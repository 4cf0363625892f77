//! numl - supervised learning engine
//!
//! Turns a collection of labeled examples into a selected, evaluated model:
//! the [`training::Learner`] splits the data, trains one candidate per trial
//! in parallel and keeps the one with the best held-out accuracy.
//!
//! # Modules
//!
//! - [`data`] - Records, values and the feature/label [`data::Descriptor`]
//! - [`math`] - Impurity, metrics, kernels, linkers and gradient descent
//! - [`training`] - Generators, models and the learner

// Core error handling
pub mod error;

pub mod data;
pub mod math;
pub mod training;

pub use error::{NumlError, Result};

/// Re-export commonly used types
pub mod prelude {
    // Error handling
    pub use crate::error::{NumlError, Result};

    // Data
    pub use crate::data::{rows_from_frame, Descriptor, Property, PropertyKind, Record, Row, Value};

    // Math
    pub use crate::math::{
        CostFunction, Distance, GradientDescent, Impurity, Kernel, Linker, Regularizer, Similarity,
    };

    // Training
    pub use crate::training::{
        best, Generator, KnnGenerator, Learner, LearnerConfig, LearningModel,
        LinearRegressionGenerator, LogisticRegressionGenerator, Model, RandomSource,
        RegressionConfig, TrainedModel,
    };
}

=-=-=

Exercise goal » Looking at the material above, say how many of its lines hold the word "Result", giving only the number.

Problem solution » 2